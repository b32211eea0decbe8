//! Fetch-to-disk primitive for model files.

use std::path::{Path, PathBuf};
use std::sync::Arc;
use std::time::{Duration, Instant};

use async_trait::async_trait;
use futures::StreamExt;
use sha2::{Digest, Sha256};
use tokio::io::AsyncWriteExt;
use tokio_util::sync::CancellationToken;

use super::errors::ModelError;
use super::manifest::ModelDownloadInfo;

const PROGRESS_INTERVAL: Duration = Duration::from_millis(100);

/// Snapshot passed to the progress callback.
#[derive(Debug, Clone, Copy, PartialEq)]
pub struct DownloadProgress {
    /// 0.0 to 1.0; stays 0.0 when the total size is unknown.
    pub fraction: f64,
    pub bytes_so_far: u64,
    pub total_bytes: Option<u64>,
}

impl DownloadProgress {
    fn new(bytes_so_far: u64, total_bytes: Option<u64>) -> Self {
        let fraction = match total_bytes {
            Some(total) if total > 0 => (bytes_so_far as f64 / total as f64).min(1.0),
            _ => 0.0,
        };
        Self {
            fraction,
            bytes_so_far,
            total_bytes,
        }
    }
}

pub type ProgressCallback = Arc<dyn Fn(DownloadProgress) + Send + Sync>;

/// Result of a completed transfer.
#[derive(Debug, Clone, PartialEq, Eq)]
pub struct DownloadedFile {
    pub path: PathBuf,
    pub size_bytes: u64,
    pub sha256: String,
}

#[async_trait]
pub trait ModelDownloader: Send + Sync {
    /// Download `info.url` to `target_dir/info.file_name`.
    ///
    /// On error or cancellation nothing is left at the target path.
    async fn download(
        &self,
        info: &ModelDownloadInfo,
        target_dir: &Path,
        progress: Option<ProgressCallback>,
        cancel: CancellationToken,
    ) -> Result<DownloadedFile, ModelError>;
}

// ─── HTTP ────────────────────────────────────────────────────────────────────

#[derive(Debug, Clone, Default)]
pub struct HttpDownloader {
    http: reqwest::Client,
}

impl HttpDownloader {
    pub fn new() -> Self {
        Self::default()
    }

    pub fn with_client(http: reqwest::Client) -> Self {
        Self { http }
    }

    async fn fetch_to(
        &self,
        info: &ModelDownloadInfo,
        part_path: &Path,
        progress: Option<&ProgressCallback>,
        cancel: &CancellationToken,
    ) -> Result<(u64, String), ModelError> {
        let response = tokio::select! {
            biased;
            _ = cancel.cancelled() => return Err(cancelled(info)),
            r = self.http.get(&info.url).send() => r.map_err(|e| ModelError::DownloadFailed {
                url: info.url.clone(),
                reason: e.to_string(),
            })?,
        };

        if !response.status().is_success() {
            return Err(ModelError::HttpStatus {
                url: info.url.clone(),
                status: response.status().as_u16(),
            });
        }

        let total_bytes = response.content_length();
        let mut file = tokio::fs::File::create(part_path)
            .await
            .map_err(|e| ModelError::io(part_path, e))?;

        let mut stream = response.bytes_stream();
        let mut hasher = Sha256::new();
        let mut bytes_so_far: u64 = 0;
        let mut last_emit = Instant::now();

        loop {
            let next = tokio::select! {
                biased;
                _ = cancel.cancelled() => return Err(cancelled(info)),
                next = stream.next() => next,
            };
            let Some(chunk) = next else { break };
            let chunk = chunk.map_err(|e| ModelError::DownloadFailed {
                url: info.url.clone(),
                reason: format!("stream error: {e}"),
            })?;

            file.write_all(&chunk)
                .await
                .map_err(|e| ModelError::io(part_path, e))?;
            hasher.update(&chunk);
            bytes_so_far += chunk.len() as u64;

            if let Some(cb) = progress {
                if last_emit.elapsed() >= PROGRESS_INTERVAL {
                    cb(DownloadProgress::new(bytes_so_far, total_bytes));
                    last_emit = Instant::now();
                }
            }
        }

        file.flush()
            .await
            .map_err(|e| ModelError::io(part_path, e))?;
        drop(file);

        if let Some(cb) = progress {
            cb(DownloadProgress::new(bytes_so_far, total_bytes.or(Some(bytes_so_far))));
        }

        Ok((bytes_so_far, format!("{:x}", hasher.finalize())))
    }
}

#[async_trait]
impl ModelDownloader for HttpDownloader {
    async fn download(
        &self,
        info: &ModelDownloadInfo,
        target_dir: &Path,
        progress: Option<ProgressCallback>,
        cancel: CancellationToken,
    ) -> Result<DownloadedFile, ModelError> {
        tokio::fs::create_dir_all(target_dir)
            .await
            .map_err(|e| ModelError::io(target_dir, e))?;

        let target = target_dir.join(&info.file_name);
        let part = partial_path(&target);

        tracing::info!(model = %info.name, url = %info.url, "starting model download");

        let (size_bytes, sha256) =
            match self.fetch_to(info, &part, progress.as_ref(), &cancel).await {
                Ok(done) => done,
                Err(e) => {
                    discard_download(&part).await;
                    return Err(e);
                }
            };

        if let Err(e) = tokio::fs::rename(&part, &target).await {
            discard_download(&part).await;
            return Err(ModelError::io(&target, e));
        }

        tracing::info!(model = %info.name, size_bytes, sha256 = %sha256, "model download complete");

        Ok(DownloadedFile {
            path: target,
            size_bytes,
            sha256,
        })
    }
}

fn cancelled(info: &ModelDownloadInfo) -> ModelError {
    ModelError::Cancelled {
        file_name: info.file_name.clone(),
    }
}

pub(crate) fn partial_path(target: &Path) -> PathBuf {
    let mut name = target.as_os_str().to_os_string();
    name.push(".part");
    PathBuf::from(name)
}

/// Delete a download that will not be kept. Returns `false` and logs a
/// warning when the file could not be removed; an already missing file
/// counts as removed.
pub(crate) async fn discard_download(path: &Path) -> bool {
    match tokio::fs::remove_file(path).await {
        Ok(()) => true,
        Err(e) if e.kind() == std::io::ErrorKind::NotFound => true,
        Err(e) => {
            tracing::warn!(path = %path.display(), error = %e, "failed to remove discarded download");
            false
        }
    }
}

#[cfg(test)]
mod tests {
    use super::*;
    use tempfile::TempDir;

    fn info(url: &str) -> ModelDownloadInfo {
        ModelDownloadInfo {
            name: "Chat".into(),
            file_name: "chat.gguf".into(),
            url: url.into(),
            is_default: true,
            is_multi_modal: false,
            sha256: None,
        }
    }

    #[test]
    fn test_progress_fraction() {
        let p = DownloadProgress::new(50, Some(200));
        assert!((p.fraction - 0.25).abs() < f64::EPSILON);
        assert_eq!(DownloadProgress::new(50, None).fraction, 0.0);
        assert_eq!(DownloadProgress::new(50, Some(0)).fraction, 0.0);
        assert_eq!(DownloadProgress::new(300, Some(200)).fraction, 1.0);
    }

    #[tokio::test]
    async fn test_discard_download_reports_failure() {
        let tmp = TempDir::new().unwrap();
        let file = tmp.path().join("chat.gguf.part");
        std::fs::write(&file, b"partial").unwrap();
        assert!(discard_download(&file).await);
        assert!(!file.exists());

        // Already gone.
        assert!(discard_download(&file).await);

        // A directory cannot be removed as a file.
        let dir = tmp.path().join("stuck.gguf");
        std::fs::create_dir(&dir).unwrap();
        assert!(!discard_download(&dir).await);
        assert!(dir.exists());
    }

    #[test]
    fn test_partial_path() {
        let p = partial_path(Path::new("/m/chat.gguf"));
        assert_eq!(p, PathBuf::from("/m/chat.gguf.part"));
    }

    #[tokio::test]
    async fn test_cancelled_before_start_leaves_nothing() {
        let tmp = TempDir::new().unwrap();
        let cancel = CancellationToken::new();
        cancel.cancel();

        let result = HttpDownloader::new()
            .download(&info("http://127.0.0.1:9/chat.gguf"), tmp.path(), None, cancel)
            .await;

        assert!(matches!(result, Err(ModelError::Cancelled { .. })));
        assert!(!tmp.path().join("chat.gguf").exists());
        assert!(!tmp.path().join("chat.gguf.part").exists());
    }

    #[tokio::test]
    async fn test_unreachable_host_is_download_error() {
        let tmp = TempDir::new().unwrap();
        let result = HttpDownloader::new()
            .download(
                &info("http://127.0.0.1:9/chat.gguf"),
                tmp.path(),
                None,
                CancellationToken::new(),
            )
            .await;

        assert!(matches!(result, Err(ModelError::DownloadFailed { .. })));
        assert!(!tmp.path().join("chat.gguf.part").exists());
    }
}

-=-=-=-=-

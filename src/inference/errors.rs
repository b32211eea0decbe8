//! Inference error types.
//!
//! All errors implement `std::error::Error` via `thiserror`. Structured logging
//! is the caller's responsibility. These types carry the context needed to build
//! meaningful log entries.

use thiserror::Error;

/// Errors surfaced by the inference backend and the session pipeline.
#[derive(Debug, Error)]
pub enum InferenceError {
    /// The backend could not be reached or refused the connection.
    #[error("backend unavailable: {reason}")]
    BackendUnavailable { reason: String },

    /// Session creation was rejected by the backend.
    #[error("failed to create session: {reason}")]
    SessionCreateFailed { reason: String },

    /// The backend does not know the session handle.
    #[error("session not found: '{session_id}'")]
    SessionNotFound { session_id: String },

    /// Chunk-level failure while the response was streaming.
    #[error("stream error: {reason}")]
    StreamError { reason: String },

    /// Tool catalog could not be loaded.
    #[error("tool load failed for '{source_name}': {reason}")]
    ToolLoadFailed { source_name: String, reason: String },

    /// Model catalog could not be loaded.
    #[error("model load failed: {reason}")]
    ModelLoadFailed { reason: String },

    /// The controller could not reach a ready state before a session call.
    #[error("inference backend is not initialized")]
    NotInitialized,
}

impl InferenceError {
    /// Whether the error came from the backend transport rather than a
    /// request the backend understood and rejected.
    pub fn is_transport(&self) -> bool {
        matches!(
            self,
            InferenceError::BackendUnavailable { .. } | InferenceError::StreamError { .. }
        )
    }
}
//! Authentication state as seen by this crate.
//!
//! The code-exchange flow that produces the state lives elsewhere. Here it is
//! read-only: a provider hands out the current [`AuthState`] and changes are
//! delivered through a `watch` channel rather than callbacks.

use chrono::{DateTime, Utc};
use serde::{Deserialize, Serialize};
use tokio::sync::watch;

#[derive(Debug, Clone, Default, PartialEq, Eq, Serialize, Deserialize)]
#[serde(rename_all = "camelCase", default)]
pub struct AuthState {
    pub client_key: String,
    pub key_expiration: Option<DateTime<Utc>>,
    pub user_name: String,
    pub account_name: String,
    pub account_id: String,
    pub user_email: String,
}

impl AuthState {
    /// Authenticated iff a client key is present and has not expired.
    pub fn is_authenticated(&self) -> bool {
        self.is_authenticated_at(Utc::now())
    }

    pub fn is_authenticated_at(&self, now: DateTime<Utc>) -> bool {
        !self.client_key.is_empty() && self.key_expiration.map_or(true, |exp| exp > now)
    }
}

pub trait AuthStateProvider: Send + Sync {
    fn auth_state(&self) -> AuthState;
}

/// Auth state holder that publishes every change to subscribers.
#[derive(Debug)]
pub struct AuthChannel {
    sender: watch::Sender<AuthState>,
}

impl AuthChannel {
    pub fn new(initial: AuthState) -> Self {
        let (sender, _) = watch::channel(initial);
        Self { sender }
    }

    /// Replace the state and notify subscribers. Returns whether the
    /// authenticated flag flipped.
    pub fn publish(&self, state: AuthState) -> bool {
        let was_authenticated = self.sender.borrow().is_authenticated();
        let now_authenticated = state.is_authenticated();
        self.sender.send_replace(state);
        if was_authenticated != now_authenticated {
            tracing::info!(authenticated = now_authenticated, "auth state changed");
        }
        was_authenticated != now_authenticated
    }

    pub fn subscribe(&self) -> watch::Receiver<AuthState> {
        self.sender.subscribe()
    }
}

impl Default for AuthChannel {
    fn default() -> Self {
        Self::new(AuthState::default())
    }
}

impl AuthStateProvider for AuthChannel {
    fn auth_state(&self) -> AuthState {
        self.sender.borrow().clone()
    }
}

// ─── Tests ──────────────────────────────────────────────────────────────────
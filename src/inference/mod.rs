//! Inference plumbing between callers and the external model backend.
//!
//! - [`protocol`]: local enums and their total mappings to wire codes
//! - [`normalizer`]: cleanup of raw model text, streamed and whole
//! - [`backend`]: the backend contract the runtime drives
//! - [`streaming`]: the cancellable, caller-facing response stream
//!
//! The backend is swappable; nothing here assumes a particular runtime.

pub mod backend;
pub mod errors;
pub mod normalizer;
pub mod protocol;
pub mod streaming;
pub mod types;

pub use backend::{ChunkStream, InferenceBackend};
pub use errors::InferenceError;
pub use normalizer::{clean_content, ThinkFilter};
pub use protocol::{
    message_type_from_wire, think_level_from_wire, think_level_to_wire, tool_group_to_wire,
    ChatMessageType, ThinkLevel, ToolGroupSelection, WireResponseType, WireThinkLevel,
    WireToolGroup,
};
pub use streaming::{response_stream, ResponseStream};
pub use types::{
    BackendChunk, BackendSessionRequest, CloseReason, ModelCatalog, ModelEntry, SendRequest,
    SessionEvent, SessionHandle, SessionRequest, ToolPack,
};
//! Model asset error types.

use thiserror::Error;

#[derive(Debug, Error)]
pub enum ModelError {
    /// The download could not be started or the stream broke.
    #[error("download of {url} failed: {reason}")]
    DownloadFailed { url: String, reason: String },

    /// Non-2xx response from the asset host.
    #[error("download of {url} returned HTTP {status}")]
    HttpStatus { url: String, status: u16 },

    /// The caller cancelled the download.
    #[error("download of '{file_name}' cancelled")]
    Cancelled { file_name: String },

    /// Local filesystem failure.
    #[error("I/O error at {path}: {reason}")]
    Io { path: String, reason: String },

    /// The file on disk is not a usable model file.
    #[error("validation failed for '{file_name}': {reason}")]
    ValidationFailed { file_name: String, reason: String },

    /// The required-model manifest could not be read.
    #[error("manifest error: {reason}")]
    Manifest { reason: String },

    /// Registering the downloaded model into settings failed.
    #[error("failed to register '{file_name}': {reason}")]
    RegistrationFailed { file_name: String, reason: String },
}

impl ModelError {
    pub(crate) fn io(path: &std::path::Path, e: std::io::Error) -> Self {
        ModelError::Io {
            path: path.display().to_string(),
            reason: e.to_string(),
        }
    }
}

-=-=-=-=-

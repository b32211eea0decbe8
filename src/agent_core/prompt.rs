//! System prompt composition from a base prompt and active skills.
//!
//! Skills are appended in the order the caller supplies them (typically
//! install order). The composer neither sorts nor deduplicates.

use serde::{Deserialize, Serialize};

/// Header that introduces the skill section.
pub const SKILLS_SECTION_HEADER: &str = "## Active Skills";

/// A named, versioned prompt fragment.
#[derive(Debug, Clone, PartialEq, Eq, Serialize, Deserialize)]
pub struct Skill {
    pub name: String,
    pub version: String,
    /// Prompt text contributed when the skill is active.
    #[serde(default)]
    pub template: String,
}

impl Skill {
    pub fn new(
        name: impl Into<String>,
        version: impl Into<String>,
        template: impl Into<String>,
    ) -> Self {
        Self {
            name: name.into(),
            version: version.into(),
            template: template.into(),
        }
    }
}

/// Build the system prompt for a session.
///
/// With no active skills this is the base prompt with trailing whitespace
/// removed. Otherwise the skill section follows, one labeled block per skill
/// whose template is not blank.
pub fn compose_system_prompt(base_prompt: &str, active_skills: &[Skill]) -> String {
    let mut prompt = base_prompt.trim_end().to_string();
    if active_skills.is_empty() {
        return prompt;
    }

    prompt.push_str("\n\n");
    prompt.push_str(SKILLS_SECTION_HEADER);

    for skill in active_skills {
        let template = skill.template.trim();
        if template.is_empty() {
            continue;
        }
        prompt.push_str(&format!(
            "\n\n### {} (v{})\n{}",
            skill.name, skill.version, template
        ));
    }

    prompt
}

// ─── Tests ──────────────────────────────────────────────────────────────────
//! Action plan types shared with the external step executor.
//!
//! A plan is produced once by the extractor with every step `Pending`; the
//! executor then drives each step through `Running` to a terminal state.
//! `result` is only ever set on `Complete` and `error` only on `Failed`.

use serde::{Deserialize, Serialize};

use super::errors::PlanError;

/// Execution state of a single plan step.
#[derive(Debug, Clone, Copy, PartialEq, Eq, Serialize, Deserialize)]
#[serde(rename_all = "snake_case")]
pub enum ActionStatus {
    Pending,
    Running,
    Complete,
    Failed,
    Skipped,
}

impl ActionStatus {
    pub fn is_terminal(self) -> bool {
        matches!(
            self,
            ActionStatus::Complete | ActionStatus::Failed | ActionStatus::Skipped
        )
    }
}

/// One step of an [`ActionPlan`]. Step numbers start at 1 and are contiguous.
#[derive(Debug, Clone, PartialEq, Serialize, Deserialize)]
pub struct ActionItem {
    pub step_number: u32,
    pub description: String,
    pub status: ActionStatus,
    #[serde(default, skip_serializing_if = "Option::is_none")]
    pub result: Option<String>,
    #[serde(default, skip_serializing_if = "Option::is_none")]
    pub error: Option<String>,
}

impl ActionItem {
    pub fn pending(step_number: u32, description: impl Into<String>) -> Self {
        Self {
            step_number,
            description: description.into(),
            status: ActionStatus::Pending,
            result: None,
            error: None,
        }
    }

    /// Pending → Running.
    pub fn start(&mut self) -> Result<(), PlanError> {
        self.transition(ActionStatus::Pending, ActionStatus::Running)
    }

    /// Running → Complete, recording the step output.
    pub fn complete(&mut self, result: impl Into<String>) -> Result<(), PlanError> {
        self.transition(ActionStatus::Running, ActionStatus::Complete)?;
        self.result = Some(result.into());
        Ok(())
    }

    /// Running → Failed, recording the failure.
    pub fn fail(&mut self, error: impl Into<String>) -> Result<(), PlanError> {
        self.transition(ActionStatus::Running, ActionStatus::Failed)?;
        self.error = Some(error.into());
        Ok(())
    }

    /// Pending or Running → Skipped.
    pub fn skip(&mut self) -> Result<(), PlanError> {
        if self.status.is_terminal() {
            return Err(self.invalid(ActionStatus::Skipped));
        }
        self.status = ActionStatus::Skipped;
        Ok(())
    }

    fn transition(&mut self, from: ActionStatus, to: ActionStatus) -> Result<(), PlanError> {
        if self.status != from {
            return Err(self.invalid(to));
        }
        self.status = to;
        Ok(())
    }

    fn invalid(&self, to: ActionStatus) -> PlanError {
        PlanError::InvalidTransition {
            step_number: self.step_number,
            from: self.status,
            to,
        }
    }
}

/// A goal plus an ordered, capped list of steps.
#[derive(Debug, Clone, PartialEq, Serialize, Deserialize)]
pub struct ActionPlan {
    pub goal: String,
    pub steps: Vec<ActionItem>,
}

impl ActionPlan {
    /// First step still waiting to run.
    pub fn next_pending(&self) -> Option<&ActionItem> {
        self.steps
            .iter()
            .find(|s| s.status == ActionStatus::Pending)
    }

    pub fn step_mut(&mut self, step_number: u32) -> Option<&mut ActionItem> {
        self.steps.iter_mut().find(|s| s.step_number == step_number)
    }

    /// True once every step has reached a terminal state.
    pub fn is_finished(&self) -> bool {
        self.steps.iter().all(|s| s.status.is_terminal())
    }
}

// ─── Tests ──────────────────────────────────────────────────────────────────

-=-=-=-=-

**Task statement:** Search the entries for the word "once" and copy every line that holds it.

**The completed task:**
//! A plan is produced once by the extractor with every step `Pending`; the
    /// True once every step has reached a terminal state.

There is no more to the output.